>>>>
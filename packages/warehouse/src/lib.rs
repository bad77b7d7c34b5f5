#![cfg_attr(feature = "fail-on-warnings", deny(warnings))]
#![warn(clippy::all, clippy::pedantic, clippy::nursery, clippy::cargo)]
#![allow(clippy::multiple_crate_versions)]

//! `BigQuery` warehouse sink for the three output tables.
//!
//! Mirrors the pipeline's local CSV outputs to a `BigQuery` dataset over
//! the REST API: each upload truncates the destination table, then streams
//! the rows via `insertAll`. Write disposition therefore matches the
//! truncate-and-replace semantics the rest of the pipeline assumes.
//!
//! The sink is strictly optional. Construction fails when credentials are
//! absent from the environment, and the materializer logs that and moves
//! on -- a warehouse problem never aborts a pipeline run.
//!
//! # Environment Variables
//!
//! | Variable | Required | Description |
//! |---|---|---|
//! | `BIGQUERY_PROJECT_ID` | Yes | GCP project owning the dataset |
//! | `BIGQUERY_DATASET` | Yes | Dataset receiving the three tables |
//! | `BIGQUERY_ACCESS_TOKEN` | Yes | OAuth2 bearer token for the REST API |

use serde::Serialize;
use thiserror::Error;

/// `BigQuery` REST API root.
const API_BASE: &str = "https://bigquery.googleapis.com/bigquery/v2";

/// Errors from warehouse operations.
#[derive(Debug, Error)]
pub enum WarehouseError {
    /// Missing required environment variable.
    #[error("Missing environment variable: {name}")]
    MissingEnv {
        /// Name of the missing environment variable.
        name: String,
    },

    /// HTTP transport failure.
    #[error("HTTP error: {0}")]
    Http(#[from] reqwest::Error),

    /// Row serialization failure.
    #[error("Serialization error: {0}")]
    Serialize(#[from] serde_json::Error),

    /// The API accepted the request but rejected the payload.
    #[error("Upload to {table} rejected: {message}")]
    Rejected {
        /// Fully-qualified table id.
        table: String,
        /// Error detail from the API response.
        message: String,
    },
}

/// Client for mirroring output tables to `BigQuery`.
#[derive(Debug)]
pub struct WarehouseClient {
    client: reqwest::Client,
    project_id: String,
    dataset: String,
    access_token: String,
}

impl WarehouseClient {
    /// Creates a warehouse client from environment variables.
    ///
    /// Reads `BIGQUERY_PROJECT_ID`, `BIGQUERY_DATASET`, and
    /// `BIGQUERY_ACCESS_TOKEN`.
    ///
    /// # Errors
    ///
    /// Returns [`WarehouseError::MissingEnv`] if any required variable is
    /// unset, or [`WarehouseError::Http`] if the HTTP client cannot be
    /// built.
    pub fn from_env() -> Result<Self, WarehouseError> {
        let project_id = require_env("BIGQUERY_PROJECT_ID")?;
        let dataset = require_env("BIGQUERY_DATASET")?;
        let access_token = require_env("BIGQUERY_ACCESS_TOKEN")?;

        let client = reqwest::Client::builder()
            .user_agent("shelter-map/0.1")
            .build()?;

        Ok(Self {
            client,
            project_id,
            dataset,
            access_token,
        })
    }

    /// Fully-qualified id of a table in the configured dataset.
    #[must_use]
    pub fn table_id(&self, table: &str) -> String {
        format!("{}.{}.{table}", self.project_id, self.dataset)
    }

    /// Replaces `table` with `rows`: truncate, then stream-insert.
    ///
    /// # Errors
    ///
    /// Returns [`WarehouseError`] if the truncate query or the insert is
    /// rejected, or on transport failure.
    pub async fn upload_table<T: Serialize>(
        &self,
        table: &str,
        rows: &[T],
    ) -> Result<(), WarehouseError> {
        let table_id = self.table_id(table);
        log::info!("Uploading {} rows to {table_id}...", rows.len());

        self.truncate(&table_id).await?;

        if rows.is_empty() {
            log::info!("  {table_id} truncated (no rows to insert)");
            return Ok(());
        }

        let json_rows = rows
            .iter()
            .map(|row| Ok(serde_json::json!({ "json": serde_json::to_value(row)? })))
            .collect::<Result<Vec<serde_json::Value>, serde_json::Error>>()?;

        let payload = serde_json::json!({
            "kind": "bigquery#tableDataInsertAllRequest",
            "rows": json_rows,
        });

        let url = format!(
            "{API_BASE}/projects/{}/datasets/{}/tables/{table}/insertAll",
            self.project_id, self.dataset
        );

        let response = self
            .client
            .post(&url)
            .bearer_auth(&self.access_token)
            .json(&payload)
            .send()
            .await?
            .error_for_status()?;

        // insertAll reports per-row problems in a 200 body.
        let body: serde_json::Value = response.json().await?;
        if let Some(errors) = body.get("insertErrors").and_then(|e| e.as_array())
            && !errors.is_empty()
        {
            return Err(WarehouseError::Rejected {
                table: table_id,
                message: format!("{} rows rejected", errors.len()),
            });
        }

        log::info!("  uploaded {table_id}");
        Ok(())
    }

    /// Truncates the destination table via a query job.
    async fn truncate(&self, table_id: &str) -> Result<(), WarehouseError> {
        let url = format!("{API_BASE}/projects/{}/queries", self.project_id);
        let payload = serde_json::json!({
            "query": format!("TRUNCATE TABLE `{table_id}`"),
            "useLegacySql": false,
        });

        self.client
            .post(&url)
            .bearer_auth(&self.access_token)
            .json(&payload)
            .send()
            .await?
            .error_for_status()?;

        Ok(())
    }
}

/// Reads a required environment variable.
fn require_env(name: &str) -> Result<String, WarehouseError> {
    std::env::var(name).map_err(|_| WarehouseError::MissingEnv {
        name: name.to_string(),
    })
}

#[cfg(test)]
mod tests {
    use super::*;

    #[test]
    fn missing_env_reports_variable_name() {
        // Ensure the variable is absent regardless of the outer environment.
        unsafe {
            std::env::remove_var("BIGQUERY_PROJECT_ID");
        }
        let err = WarehouseClient::from_env().unwrap_err();
        match err {
            WarehouseError::MissingEnv { name } => assert_eq!(name, "BIGQUERY_PROJECT_ID"),
            other => panic!("expected MissingEnv, got {other}"),
        }
    }
}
<<<<
• **TASK DESCRIPTION**:
Each record above needs to be transcribed word for word.

• **OUTPUT**:
filename packages/warehouse/src/lib.rs
repository bad77b7d7c34b5f5
#![cfg_attr(feature = "fail-on-warnings", deny(warnings))]
#![warn(clippy::all, clippy::pedantic, clippy::nursery, clippy::cargo)]
#![allow(clippy::multiple_crate_versions)]

//! `BigQuery` warehouse sink for the three output tables.
//!
//! Mirrors the pipeline's local CSV outputs to a `BigQuery` dataset over
//! the REST API: each upload truncates the destination table, then streams
//! the rows via `insertAll`. Write disposition therefore matches the
//! truncate-and-replace semantics the rest of the pipeline assumes.
//!
//! The sink is strictly optional. Construction fails when credentials are
//! absent from the environment, and the materializer logs that and moves
//! on -- a warehouse problem never aborts a pipeline run.
//!
//! # Environment Variables
//!
//! | Variable | Required | Description |
//! |---|---|---|
//! | `BIGQUERY_PROJECT_ID` | Yes | GCP project owning the dataset |
//! | `BIGQUERY_DATASET` | Yes | Dataset receiving the three tables |
//! | `BIGQUERY_ACCESS_TOKEN` | Yes | OAuth2 bearer token for the REST API |

use serde::Serialize;
use thiserror::Error;

/// `BigQuery` REST API root.
const API_BASE: &str = "https://bigquery.googleapis.com/bigquery/v2";

/// Errors from warehouse operations.
#[derive(Debug, Error)]
pub enum WarehouseError {
    /// Missing required environment variable.
    #[error("Missing environment variable: {name}")]
    MissingEnv {
        /// Name of the missing environment variable.
        name: String,
    },

    /// HTTP transport failure.
    #[error("HTTP error: {0}")]
    Http(#[from] reqwest::Error),

    /// Row serialization failure.
    #[error("Serialization error: {0}")]
    Serialize(#[from] serde_json::Error),

    /// The API accepted the request but rejected the payload.
    #[error("Upload to {table} rejected: {message}")]
    Rejected {
        /// Fully-qualified table id.
        table: String,
        /// Error detail from the API response.
        message: String,
    },
}

/// Client for mirroring output tables to `BigQuery`.
#[derive(Debug)]
pub struct WarehouseClient {
    client: reqwest::Client,
    project_id: String,
    dataset: String,
    access_token: String,
}

impl WarehouseClient {
    /// Creates a warehouse client from environment variables.
    ///
    /// Reads `BIGQUERY_PROJECT_ID`, `BIGQUERY_DATASET`, and
    /// `BIGQUERY_ACCESS_TOKEN`.
    ///
    /// # Errors
    ///
    /// Returns [`WarehouseError::MissingEnv`] if any required variable is
    /// unset, or [`WarehouseError::Http`] if the HTTP client cannot be
    /// built.
    pub fn from_env() -> Result<Self, WarehouseError> {
        let project_id = require_env("BIGQUERY_PROJECT_ID")?;
        let dataset = require_env("BIGQUERY_DATASET")?;
        let access_token = require_env("BIGQUERY_ACCESS_TOKEN")?;

        let client = reqwest::Client::builder()
            .user_agent("shelter-map/0.1")
            .build()?;

        Ok(Self {
            client,
            project_id,
            dataset,
            access_token,
        })
    }

    /// Fully-qualified id of a table in the configured dataset.
    #[must_use]
    pub fn table_id(&self, table: &str) -> String {
        format!("{}.{}.{table}", self.project_id, self.dataset)
    }

    /// Replaces `table` with `rows`: truncate, then stream-insert.
    ///
    /// # Errors
    ///
    /// Returns [`WarehouseError`] if the truncate query or the insert is
    /// rejected, or on transport failure.
    pub async fn upload_table<T: Serialize>(
        &self,
        table: &str,
        rows: &[T],
    ) -> Result<(), WarehouseError> {
        let table_id = self.table_id(table);
        log::info!("Uploading {} rows to {table_id}...", rows.len());

        self.truncate(&table_id).await?;

        if rows.is_empty() {
            log::info!("  {table_id} truncated (no rows to insert)");
            return Ok(());
        }

        let json_rows = rows
            .iter()
            .map(|row| Ok(serde_json::json!({ "json": serde_json::to_value(row)? })))
            .collect::<Result<Vec<serde_json::Value>, serde_json::Error>>()?;

        let payload = serde_json::json!({
            "kind": "bigquery#tableDataInsertAllRequest",
            "rows": json_rows,
        });

        let url = format!(
            "{API_BASE}/projects/{}/datasets/{}/tables/{table}/insertAll",
            self.project_id, self.dataset
        );

        let response = self
            .client
            .post(&url)
            .bearer_auth(&self.access_token)
            .json(&payload)
            .send()
            .await?
            .error_for_status()?;

        // insertAll reports per-row problems in a 200 body.
        let body: serde_json::Value = response.json().await?;
        if let Some(errors) = body.get("insertErrors").and_then(|e| e.as_array())
            && !errors.is_empty()
        {
            return Err(WarehouseError::Rejected {
                table: table_id,
                message: format!("{} rows rejected", errors.len()),
            });
        }

        log::info!("  uploaded {table_id}");
        Ok(())
    }

    /// Truncates the destination table via a query job.
    async fn truncate(&self, table_id: &str) -> Result<(), WarehouseError> {
        let url = format!("{API_BASE}/projects/{}/queries", self.project_id);
        let payload = serde_json::json!({
            "query": format!("TRUNCATE TABLE `{table_id}`"),
            "useLegacySql": false,
        });

        self.client
            .post(&url)
            .bearer_auth(&self.access_token)
            .json(&payload)
            .send()
            .await?
            .error_for_status()?;

        Ok(())
    }
}

/// Reads a required environment variable.
fn require_env(name: &str) -> Result<String, WarehouseError> {
    std::env::var(name).map_err(|_| WarehouseError::MissingEnv {
        name: name.to_string(),
    })
}

#[cfg(test)]
mod tests {
    use super::*;

    #[test]
    fn missing_env_reports_variable_name() {
        // Ensure the variable is absent regardless of the outer environment.
        unsafe {
            std::env::remove_var("BIGQUERY_PROJECT_ID");
        }
        let err = WarehouseClient::from_env().unwrap_err();
        match err {
            WarehouseError::MissingEnv { name } => assert_eq!(name, "BIGQUERY_PROJECT_ID"),
            other => panic!("expected MissingEnv, got {other}"),
        }
    }
}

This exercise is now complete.